L’articolo 1 del decreto introduce la nozione di «rete dei servizi per il lavoro» e vi include una lunga lista di soggetti, pubblici e privati (l’Anpal, le Regioni, l’Inps e l’Inail, i fondi interprofessionali, l’Isfol, Italia Lavoro, le Camere di commercio, le scuole e le università). In questo elenco rientrano anche tutte le agenzie private per il lavoro autorizzate a svolgere una delle attività previste dalla legge Biagi (somministrazione, intermediazione di manodopera, ricerca e selezione del personale, outplacement).
L’inclusione nella lista ha un valore importante sul piano programmatico, ma non ha conseguenze concrete immediate: la legge, infatti, si limita a indicare alcuni obiettivi comuni della “rete dei servizi”, come quello di garantire l’effettività dei diritti al lavoro, alla formazione e all’accesso a servizi di collocamento gratuito e il soddisfacimento dei fabbisogni di competenze dei datori di lavori.
Le agenzie per il lavoro, se vorranno limitarsi ad agire in regime di concorrenza con gli altri operatori del mercato, potranno continuare a operare come fatto finora, erogando i servizi per cui hanno ricevuto un’autorizzazione ministeriale. Se invece vorranno fare qualcosa di più, diventando soggetti che erogano il servizio in regime di collaborazione con le strutture pubbliche, dovranno chiedere e ottenere un provvedimento di accreditamento.
Questo provvedimento – istituzionalizzato per i servizi al lavoro dalla legge Biagi – costituisce il prerequisito che ciascun soggetto privato deve ottenere per agire all’interno di una rete dei servizi.
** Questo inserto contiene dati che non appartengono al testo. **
pub mod address_service;
pub mod admin_service;
pub mod auth_service;
pub mod cart_service;
pub mod catalog_service;
pub mod checkout_service;
pub mod contact_service;
pub mod notification_service;
pub mod order_service;
pub mod product_service;
pub mod profile_service;
pub mod review_service;
pub mod wishlist_service;
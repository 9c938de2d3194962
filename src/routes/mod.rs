use std::time::Duration;

use axum::{
    Router,
    http::{HeaderName, HeaderValue, Method, Request, Response, Uri, header},
    routing::{get, post},
};
use tower::limit::ConcurrencyLimitLayer;
use tower_http::{
    cors::{AllowOrigin, CorsLayer},
    limit::RequestBodyLimitLayer,
    request_id::{MakeRequestUuid, PropagateRequestIdLayer, SetRequestIdLayer},
    trace::TraceLayer,
};

use crate::{error::AppError, state::AppState};

pub mod addresses;
pub mod admin;
pub mod auth;
pub mod cart;
pub mod catalog;
pub mod checkout;
pub mod contact;
pub mod doc;
pub mod extract;
pub mod health;
pub mod notifications;
pub mod orders;
pub mod params;
pub mod products;
pub mod profile;
pub mod reviews;
pub mod wishlist;

const MAX_IN_FLIGHT: usize = 100;
const MAX_BODY_BYTES: usize = 1024 * 1024;
const REQUEST_ID: &str = "x-request-id";

// Build the API router without binding state; it will be provided at the top level.
pub fn create_api_router() -> Router<AppState> {
    Router::new()
        .nest("/auth", auth::router())
        .nest("/products", products::router())
        .route("/categories", get(catalog::list_categories))
        .route("/brands", get(catalog::list_brands))
        .nest("/cart", cart::router())
        .nest("/checkout", checkout::router())
        .nest("/orders", orders::router())
        .nest("/reviews", reviews::router())
        .nest("/wishlist", wishlist::router())
        .nest("/addresses", addresses::router())
        .nest("/profile", profile::router())
        .route("/notifications", get(notifications::list_notifications))
        .route("/contact", post(contact::submit_contact))
        .nest("/admin", admin::router())
}

/// The full application: health, `/api`, docs, and the tower middleware stack.
pub fn create_app(state: AppState) -> Router {
    let request_id_header = HeaderName::from_static(REQUEST_ID);
    let trace_layer = TraceLayer::new_for_http()
        .make_span_with(|request: &Request<_>| {
            let request_id = request
                .headers()
                .get(REQUEST_ID)
                .and_then(|value| value.to_str().ok())
                .unwrap_or("-");
            tracing::info_span!(
                "http_request",
                method = %request.method(),
                uri = %request.uri(),
                request_id = %request_id
            )
        })
        .on_request(|_request: &Request<_>, _span: &tracing::Span| {
            tracing::info!("request started");
        })
        .on_response(|response: &Response<_>, latency: Duration, _span: &tracing::Span| {
            tracing::info!(
                status = %response.status(),
                ms = %latency.as_millis(),
                "request finished"
            );
        });

    let cors = cors_layer(state.config.cors_allow_origin.as_deref());

    Router::new()
        .route("/health", get(health::health_check))
        .nest("/api", create_api_router())
        .merge(doc::scalar_docs())
        .fallback(not_found)
        .layer(trace_layer)
        .layer(PropagateRequestIdLayer::new(request_id_header.clone()))
        .layer(SetRequestIdLayer::new(request_id_header, MakeRequestUuid))
        .layer(cors)
        .layer(RequestBodyLimitLayer::new(MAX_BODY_BYTES))
        .layer(ConcurrencyLimitLayer::new(MAX_IN_FLIGHT))
        .with_state(state)
}

/// Cross-origin calls are only allowed from the configured origin.
fn cors_layer(origin: Option<&str>) -> CorsLayer {
    let Some(origin) = origin else {
        return CorsLayer::new();
    };
    match HeaderValue::from_str(origin) {
        Ok(value) => CorsLayer::new()
            .allow_origin(AllowOrigin::exact(value))
            .allow_methods([
                Method::GET,
                Method::POST,
                Method::PUT,
                Method::PATCH,
                Method::DELETE,
            ])
            .allow_headers([header::AUTHORIZATION, header::CONTENT_TYPE]),
        Err(err) => {
            tracing::warn!(%origin, error = %err, "ignoring invalid CORS_ALLOW_ORIGIN");
            CorsLayer::new()
        }
    }
}

async fn not_found(uri: Uri) -> AppError {
    tracing::debug!(path = %uri.path(), "no route matched");
    AppError::NotFound("Route")
}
Nonostante siano passati più di dieci anni dall’entrata in vigore della legge Biagi, molte Regioni – cui tale riforma affidava il compito di istituire i regimi di accreditamento – non hanno completato l’iter normativo. Il Jobs act prova a superare questa inerzia ipotizzando un secondo canale di accreditamento nazionale, istituito in seno all’Anpal, non alternativo ma complementare rispetto a quello regionale.
Ipotizzando che l’accreditamento, attraverso uno dei canali previsti dalla legge, diventi pienamente operativo, resta aperto il problema di individuare quali compiti potranno in concreto essere affidati alle agenzie per il lavoro.
Su questo aspetto il Dlgs 150/15 non offre una risposta definitiva, in quanto assegna (all’articolo 11) ad apposite convenzioni stipulate tra il ministero del lavoro e le singole Regioni il compito di definire quale “modello” di organizzazione dei servizi per l’impiego sarà adottato in ciascun territorio.
Solo dopo che sarà definito tale modello si potrà capire in concreto quale spazio potranno avere gli operatori privati, come dimostra l’esperienza concreta di questi anni. Le Regioni che hanno scelto un modello di cooperazione estesa con i privati (ad esempio, la Regione Lombardia con la Dote Unica e più recentemente la Regione Lazio con l’esperimento sul contratto di ricollocazione) hanno assegnato agli operatori accreditati compiti di grande rilievo nella gestione dell’intero processo di inserimento lavorativo. Altre Regioni hanno scelto un approccio molto più cauto, assegnando alle agenzie private compiti meramente sussidiari.
Anche le agenzie per il lavoro sono chiamate a rivedere il loro ruolo strategico nel mercato del lavoro, realizzando finalmente quella polifunzionalità operativa che è stata loro proposta con il modello di autorizzazione della legge Biagi.
Le nuove norme aiutano questo percorso: l’accreditamento nazionale del Jobs Act consente il loro coinvolgimento nell’erogazione delle politiche attive del lavoro anche in quelle regioni che non hanno ancora definito un sistema regionale di accreditamento, e la disciplina dell’assegno di ricollocazione garantisce al disoccupato la facoltà di scegliere indistintamente un Cpi od un operatore privato, presso cui fruire dei servizi di assistenza intensiva per la ricollocazione nel mercato del lavoro.